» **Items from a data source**
· · · · · · ·

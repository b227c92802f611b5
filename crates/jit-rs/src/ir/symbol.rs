//! Namespaced operator tags (`ns::name`) used as node kinds.

use serde::{Serialize, Serializer};
use std::borrow::Cow;
use std::fmt;

/// Operator kind of a node, e.g. `aten::add` or `onnx::Constant`.
#[derive(Clone, PartialEq, Eq, Hash, PartialOrd, Ord)]
pub struct Symbol(Cow<'static, str>);

impl Symbol {
    pub const fn from_static(qualified: &'static str) -> Self {
        Symbol(Cow::Borrowed(qualified))
    }

    pub fn new(qualified: impl Into<String>) -> Self {
        Symbol(Cow::Owned(qualified.into()))
    }

    pub fn namespaced(namespace: &str, name: &str) -> Self {
        Symbol::new(format!("{namespace}::{name}"))
    }

    pub fn aten(name: &str) -> Self {
        Self::namespaced(ATEN, name)
    }

    pub fn onnx(name: &str) -> Self {
        Self::namespaced(ONNX, name)
    }

    pub fn prim(name: &str) -> Self {
        Self::namespaced(PRIM, name)
    }

    pub fn as_str(&self) -> &str {
        &self.0
    }

    /// Namespace part, empty for unqualified symbols.
    pub fn namespace(&self) -> &str {
        match self.0.split_once("::") {
            Some((ns, _)) => ns,
            None => "",
        }
    }

    /// Unqualified operator name.
    pub fn name(&self) -> &str {
        match self.0.split_once("::") {
            Some((_, name)) => name,
            None => &self.0,
        }
    }

    pub fn is_onnx(&self) -> bool {
        self.namespace() == ONNX
    }

    pub fn is_aten(&self) -> bool {
        self.namespace() == ATEN
    }

    pub fn is_prim(&self) -> bool {
        self.namespace() == PRIM
    }
}

pub const ATEN: &str = "aten";
pub const ONNX: &str = "onnx";
pub const PRIM: &str = "prim";

/// Kinds with structural meaning inside the IR.
pub mod kinds {
    use super::Symbol;

    pub const PARAM: Symbol = Symbol::from_static("prim::Param");
    pub const RETURN: Symbol = Symbol::from_static("prim::Return");
    pub const UNDEFINED: Symbol = Symbol::from_static("prim::Undefined");
    pub const EVAL: Symbol = Symbol::from_static("prim::Eval");
    pub const HOST_OP: Symbol = Symbol::from_static("prim::HostOp");
    pub const NATIVE_OP: Symbol = Symbol::from_static("prim::NativeOp");
    pub const IF: Symbol = Symbol::from_static("prim::If");
    pub const WHILE: Symbol = Symbol::from_static("prim::While");
    pub const CONSTANT: Symbol = Symbol::from_static("onnx::Constant");
    pub const EXPAND: Symbol = Symbol::from_static("onnx::Expand");
}

impl fmt::Display for Symbol {
    fn fmt(&self, f: &mut fmt::Formatter<'_>) -> fmt::Result {
        f.write_str(&self.0)
    }
}

impl fmt::Debug for Symbol {
    fn fmt(&self, f: &mut fmt::Formatter<'_>) -> fmt::Result {
        write!(f, "Symbol({})", self.0)
    }
}

impl From<&str> for Symbol {
    fn from(value: &str) -> Self {
        Symbol::new(value)
    }
}

impl Serialize for Symbol {
    fn serialize<S: Serializer>(&self, serializer: S) -> Result<S::Ok, S::Error> {
        serializer.serialize_str(self.as_str())
    }
}

#[cfg(test)]
mod tests {
    use super::*;

    #[test]
    fn splits_namespace_and_name() {
        let add = Symbol::aten("add");
        assert_eq!(add.namespace(), "aten");
        assert_eq!(add.name(), "add");
        assert!(add.is_aten());
        assert_eq!(Symbol::new("Relu").namespace(), "");
        assert_eq!(Symbol::new("Relu").name(), "Relu");
        assert_eq!(kinds::CONSTANT, Symbol::onnx("Constant"));
    }
}
//! Graph IR with use-lists, an operation tracer, a small script front end
//! and an ONNX exporter.
//!
//! Downstream crates can add lowerings for their own operators by
//! registering into [`passes::onnx::SYMBOLIC_DEFS`] with
//! `#[jit_rs::linkme::distributed_slice]`.

pub use linkme;

mod env;
pub mod export;
pub mod ir;
pub mod passes;
pub mod script;
pub mod symbolic;
pub mod tensor;
pub mod tracer;

pub use export::{export, export_model, validate, ExportError, ExportOptions};
pub use ir::{Graph, IrError, NodeId, SourceRange, Symbol, ValueId};
pub use tensor::{ScalarType, Tensor};
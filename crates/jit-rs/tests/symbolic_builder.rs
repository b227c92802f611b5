use jit_rs::ir::{kinds, Graph, Symbol, TensorType, Type};
use jit_rs::symbolic::SymbolicVariable;
use jit_rs::tensor::{ScalarType, Tensor};
use std::cell::RefCell;

#[test]
fn operators_emit_aten_nodes_in_order() {
    let graph = RefCell::new(Graph::new());
    let x = SymbolicVariable::as_new_input(&graph);
    let y = SymbolicVariable::as_new_input(&graph);
    let z = (x * y + x).sigmoid();
    graph
        .borrow_mut()
        .register_output(z.value())
        .expect("register output");

    let g = graph.borrow();
    let kinds: Vec<String> = g
        .nodes()
        .map(|n| g.node(n).kind().as_str().to_string())
        .collect();
    assert_eq!(kinds, vec!["aten::mul", "aten::add", "aten::sigmoid"]);
    g.lint().expect("lint");
}

#[test]
fn elementwise_results_take_the_contiguous_type_of_the_first_operand() {
    let graph = RefCell::new(Graph::new());
    let x = SymbolicVariable::as_new_input(&graph);
    let ty = TensorType::new(ScalarType::Float, vec![2, 3], vec![1, 2]);
    graph.borrow_mut().set_value_type(x.value(), ty.clone());

    let y = x + x;
    assert_eq!(y.ty(), Type::Tensor(ty.contiguous()));

    let shaped = x.view(vec![6]);
    assert_eq!(shaped.ty(), Type::Dynamic);
}

#[test]
fn scalar_operands_become_tensor_attributes() {
    let graph = RefCell::new(Graph::new());
    let x = SymbolicVariable::as_new_input(&graph);
    let y = x * 2.0;

    let g = graph.borrow();
    let node = g.producer(y.value()).expect("producer");
    assert_eq!(g.node(node).kind(), &Symbol::aten("mul"));
    assert_eq!(g.node(node).inputs(), &[x.value()]);
    assert_eq!(
        g.node(node).attributes().t("other"),
        &Tensor::scalar(2.0, ScalarType::Double)
    );
}

#[test]
fn chunk_produces_one_value_per_chunk() {
    let graph = RefCell::new(Graph::new());
    let x = SymbolicVariable::as_new_input(&graph);
    let parts = x.chunk(3, 1);
    assert_eq!(parts.len(), 3);

    let g = graph.borrow();
    let node = g.producer(parts[0].value()).expect("producer");
    assert_eq!(g.node(node).outputs().len(), 3);
    assert_eq!(g.node(node).i("chunks"), 3);
    assert_eq!(g.node(node).i("dim"), 1);
}

#[test]
fn constants_are_recognised() {
    let graph = RefCell::new(Graph::new());
    let c = SymbolicVariable::constant(&graph, Tensor::scalar(1.0, ScalarType::Float));
    let x = SymbolicVariable::as_new_input(&graph);
    assert!(c.is_constant());
    assert!(!x.is_constant());
    let g = graph.borrow();
    let node = g.producer(c.value()).expect("producer");
    assert_eq!(g.node(node).kind(), &kinds::CONSTANT);
}

#[test]
fn mixing_graphs_is_an_error() {
    let first = RefCell::new(Graph::new());
    let second = RefCell::new(Graph::new());
    let x = SymbolicVariable::as_new_input(&first);
    let y = SymbolicVariable::as_new_input(&second);
    assert!(x.try_add(y).is_err());
}

#[test]
#[should_panic(expected = "cat requires at least one input")]
fn cat_of_nothing_panics() {
    SymbolicVariable::cat(&[], 0);
}
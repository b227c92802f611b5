use std::collections::HashSet;

use super::{GraphPass, PassResult};
use crate::ir::{kinds, Graph, NodeId, Symbol};

/// Removes nodes whose outputs can never reach a graph output.
#[derive(Default)]
pub struct DeadCodeEliminationPass;

impl DeadCodeEliminationPass {
    const NAME: &'static str = "dce";
}

impl GraphPass for DeadCodeEliminationPass {
    fn name(&self) -> &'static str {
        Self::NAME
    }

    fn run(&self, graph: &mut Graph) -> anyhow::Result<PassResult> {
        let order = graph.node_ids();

        let mut worklist: Vec<NodeId> = graph
            .outputs()
            .iter()
            .filter_map(|&v| graph.producer(v))
            .collect();
        worklist.extend(
            order
                .iter()
                .copied()
                .filter(|&n| is_side_effecting(graph.node(n).kind())),
        );

        let mut live: HashSet<NodeId> = HashSet::new();
        while let Some(node) = worklist.pop() {
            if !live.insert(node) {
                continue;
            }
            for &input in graph.node(node).inputs() {
                if let Some(producer) = graph.producer(input) {
                    worklist.push(producer);
                }
            }
        }

        let mut erased = 0;
        for &node in order.iter().rev() {
            if live.contains(&node) {
                continue;
            }
            graph.destroy(node)?;
            erased += 1;
        }
        tracing::debug!(pass = Self::NAME, erased, "dead code eliminated");

        Ok(PassResult {
            changed: erased > 0,
            erased_nodes: erased,
        })
    }
}

fn is_side_effecting(kind: &Symbol) -> bool {
    *kind == kinds::HOST_OP || *kind == kinds::NATIVE_OP || *kind == kinds::EVAL
}
//! Lowers a traced or compiled graph to ONNX operators.
//!
//! Every node is rebuilt in a fresh graph. For each node the lowering tries,
//! in order:
//!
//! 1. the method-level hook of a host op payload ([`HostOp::symbolic`]),
//! 2. the function-level hook registered for the node kind,
//! 3. a structural clone.
//!
//! A hook returns one optional value per original output; `None` marks an
//! output it does not produce, which is an error only if something uses it.
//!
//! [`HostOp::symbolic`]: crate::ir::HostOp::symbolic

use crate::ir::{AttributeValue, Graph, Node, NodeId, Symbol, Type, ValueId};
use crate::tensor::Tensor;
use anyhow::{anyhow, bail, Context, Result};
use std::collections::HashMap;
use std::sync::{Arc, OnceLock, RwLock};

/// Replacement outputs produced by a symbolic hook.
pub type SymbolicOutputs = Vec<Option<ValueId>>;

/// Function-level lowering of one node kind.
///
/// Returning `Ok(None)` falls back to cloning the node.
pub trait SymbolicFn: Send + Sync {
    fn lower(
        &self,
        ctx: &mut SymbolicContext<'_>,
        inputs: &[Option<ValueId>],
    ) -> Result<Option<SymbolicOutputs>>;
}

impl<F> SymbolicFn for F
where
    F: Fn(&mut SymbolicContext<'_>, &[Option<ValueId>]) -> Result<Option<SymbolicOutputs>>
        + Send
        + Sync,
{
    fn lower(
        &self,
        ctx: &mut SymbolicContext<'_>,
        inputs: &[Option<ValueId>],
    ) -> Result<Option<SymbolicOutputs>> {
        self(ctx, inputs)
    }
}

/// Compile-time registered lowering for a node kind.
pub struct SymbolicDef {
    pub kind: &'static str,
    pub lower: fn(&mut SymbolicContext<'_>, &[Option<ValueId>]) -> Result<Option<SymbolicOutputs>>,
}

#[linkme::distributed_slice]
pub static SYMBOLIC_DEFS: [SymbolicDef] = [..];

pub fn all_symbolic_defs() -> &'static [SymbolicDef] {
    &SYMBOLIC_DEFS
}

/// Lookup table from node kind to lowering.
///
/// Runtime registrations take precedence over the compile-time definitions.
pub struct SymbolicRegistry {
    overrides: RwLock<HashMap<String, Arc<dyn SymbolicFn>>>,
    use_builtins: bool,
}

impl Default for SymbolicRegistry {
    fn default() -> Self {
        Self::new()
    }
}

impl SymbolicRegistry {
    /// Registry backed by the compile-time definitions.
    pub fn new() -> Self {
        SymbolicRegistry {
            overrides: RwLock::new(HashMap::new()),
            use_builtins: true,
        }
    }

    /// Registry with no lowering at all; only explicit registrations apply.
    pub fn empty() -> Self {
        SymbolicRegistry {
            overrides: RwLock::new(HashMap::new()),
            use_builtins: false,
        }
    }

    pub fn register(&self, kind: &str, lowering: Arc<dyn SymbolicFn>) {
        self.overrides
            .write()
            .expect("symbolic registry poisoned")
            .insert(kind.to_string(), lowering);
    }

    pub fn unregister(&self, kind: &str) -> bool {
        self.overrides
            .write()
            .expect("symbolic registry poisoned")
            .remove(kind)
            .is_some()
    }

    fn lower(
        &self,
        kind: &Symbol,
        ctx: &mut SymbolicContext<'_>,
        inputs: &[Option<ValueId>],
    ) -> Result<Option<SymbolicOutputs>> {
        let custom = self
            .overrides
            .read()
            .expect("symbolic registry poisoned")
            .get(kind.as_str())
            .cloned();
        if let Some(lowering) = custom {
            return lowering.lower(ctx, inputs);
        }
        if self.use_builtins {
            if let Some(def) = SYMBOLIC_DEFS.iter().find(|def| def.kind == kind.as_str()) {
                return (def.lower)(ctx, inputs);
            }
        }
        Ok(None)
    }
}

/// Process-wide registry used when callers do not bring their own.
pub fn global_registry() -> &'static SymbolicRegistry {
    static GLOBAL: OnceLock<SymbolicRegistry> = OnceLock::new();
    GLOBAL.get_or_init(SymbolicRegistry::new)
}

/// Emission context handed to symbolic hooks.
pub struct SymbolicContext<'a> {
    target: &'a mut Graph,
    source: &'a Graph,
    node: NodeId,
}

impl<'a> SymbolicContext<'a> {
    /// The node being lowered, in the source graph.
    pub fn node(&self) -> &Node {
        self.source.node(self.node)
    }

    pub fn source_graph(&self) -> &Graph {
        self.source
    }

    pub fn graph(&mut self) -> &mut Graph {
        self.target
    }

    /// Appends an `onnx::<op_type>` node with the source node's location.
    pub fn op(
        &mut self,
        op_type: &str,
        inputs: &[ValueId],
        num_outputs: usize,
        configure: impl FnOnce(&mut Node),
    ) -> Result<Vec<ValueId>> {
        let location = self.node().source_location().cloned();
        let node = self.target.create_node(Symbol::onnx(op_type), inputs, num_outputs)?;
        self.target.append_node(node);
        let created = self.target.node_mut(node);
        created.set_source_location(location);
        configure(&mut *created);
        Ok(created.outputs().to_vec())
    }

    /// Single-output [`SymbolicContext::op`].
    pub fn op1(
        &mut self,
        op_type: &str,
        inputs: &[ValueId],
        configure: impl FnOnce(&mut Node),
    ) -> Result<ValueId> {
        Ok(self.op(op_type, inputs, 1, configure)?[0])
    }

    pub fn constant(&mut self, tensor: Tensor) -> ValueId {
        let node = self.target.create_constant(tensor);
        self.target.append_node(node);
        self.target.node(node).output(0)
    }
}

/// Requires every hook input to be present.
pub fn require_inputs(kind: &Symbol, inputs: &[Option<ValueId>]) -> Result<Vec<ValueId>> {
    inputs
        .iter()
        .enumerate()
        .map(|(idx, value)| value.ok_or_else(|| anyhow!("input {idx} of {kind} is absent")))
        .collect()
}

/// Builds the ONNX lowering of `graph`.
///
/// Returns the new graph and the map from every old value to its replacement
/// (`None` for outputs a hook declined to produce).
pub fn to_onnx(
    graph: &Graph,
    registry: &SymbolicRegistry,
) -> Result<(Graph, HashMap<ValueId, Option<ValueId>>)> {
    let mut target = Graph::new();
    target.set_stage(graph.stage());
    let mut env: HashMap<ValueId, Option<ValueId>> = HashMap::new();

    for &input in graph.inputs() {
        let value = target.add_input();
        target.copy_value_metadata(graph, input, value)?;
        env.insert(input, Some(value));
    }

    for node in graph.nodes() {
        let n = graph.node(node);
        target.set_new_node_stage(n.stage());
        let inputs: Vec<Option<ValueId>> = n
            .inputs()
            .iter()
            .map(|v| {
                env.get(v)
                    .copied()
                    .ok_or_else(|| anyhow!("dangling reference to %{} in {}", graph.value_name(*v), n.kind()))
            })
            .collect::<Result<_>>()?;

        let mut ctx = SymbolicContext {
            target: &mut target,
            source: graph,
            node,
        };
        let mut outputs = match n.host_op() {
            Some(op) => op
                .symbolic(&mut ctx, &inputs)
                .transpose()
                .with_context(|| format!("symbolic of host op {} failed", op.name()))?,
            None => None,
        };
        if outputs.is_none() {
            outputs = registry
                .lower(n.kind(), &mut ctx, &inputs)
                .with_context(|| format!("symbolic for {} failed", n.kind()))?;
        }

        match outputs {
            Some(outputs) => {
                if outputs.len() != n.outputs().len() {
                    bail!(
                        "symbolic for {} produced an incorrect number of outputs (expected {}, but got {})",
                        n.kind(),
                        n.outputs().len(),
                        outputs.len()
                    );
                }
                for (&old, new) in n.outputs().iter().zip(outputs) {
                    if let Some(new) = new {
                        if matches!(target.value_type(new), Type::Dynamic) {
                            let ty = graph.value_type(old).clone();
                            target.set_value_type(new, ty);
                        }
                    }
                    env.insert(old, new);
                }
                tracing::trace!(kind = %n.kind(), "lowered with symbolic");
            }
            None => {
                let clone = target.create_clone(graph, node, |v| {
                    env.get(&v).copied().flatten().ok_or_else(|| {
                        anyhow!(
                            "{} uses %{}, which its producer's symbolic did not produce",
                            n.kind(),
                            graph.value_name(v)
                        )
                    })
                })?;
                lower_subgraph_attributes(&mut target, clone, registry)?;
                target.append_node(clone);
                for (&old, &new) in n.outputs().iter().zip(target.node(clone).outputs()) {
                    env.insert(old, Some(new));
                }
            }
        }
    }

    for &output in graph.outputs() {
        match env.get(&output).copied().flatten() {
            Some(value) => {
                target.register_output(value)?;
            }
            None => bail!(
                "graph output %{} was not produced by the lowering",
                graph.value_name(output)
            ),
        }
    }
    Ok((target, env))
}

fn lower_subgraph_attributes(target: &mut Graph, node: NodeId, registry: &SymbolicRegistry) -> Result<()> {
    let names: Vec<String> = target
        .node(node)
        .attributes()
        .iter()
        .filter(|(_, v)| matches!(v, AttributeValue::G(_) | AttributeValue::Gs(_)))
        .map(|(name, _)| name.to_string())
        .collect();
    for name in names {
        let lowered = match target.node(node).attributes().get(&name) {
            Some(AttributeValue::G(g)) => AttributeValue::G(Arc::new(to_onnx(g, registry)?.0)),
            Some(AttributeValue::Gs(gs)) => AttributeValue::Gs(
                gs.iter()
                    .map(|g| to_onnx(g, registry).map(|(lowered, _)| Arc::new(lowered)))
                    .collect::<Result<_>>()?,
            ),
            _ => continue,
        };
        target.node_mut(node).attributes_mut().set(&name, lowered);
    }
    Ok(())
}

· · · · · · ·

» **Task**
Take every line from the data above that holds "custom" and copy it out.

» **Task solution**
        let custom = self
        if let Some(lowering) = custom {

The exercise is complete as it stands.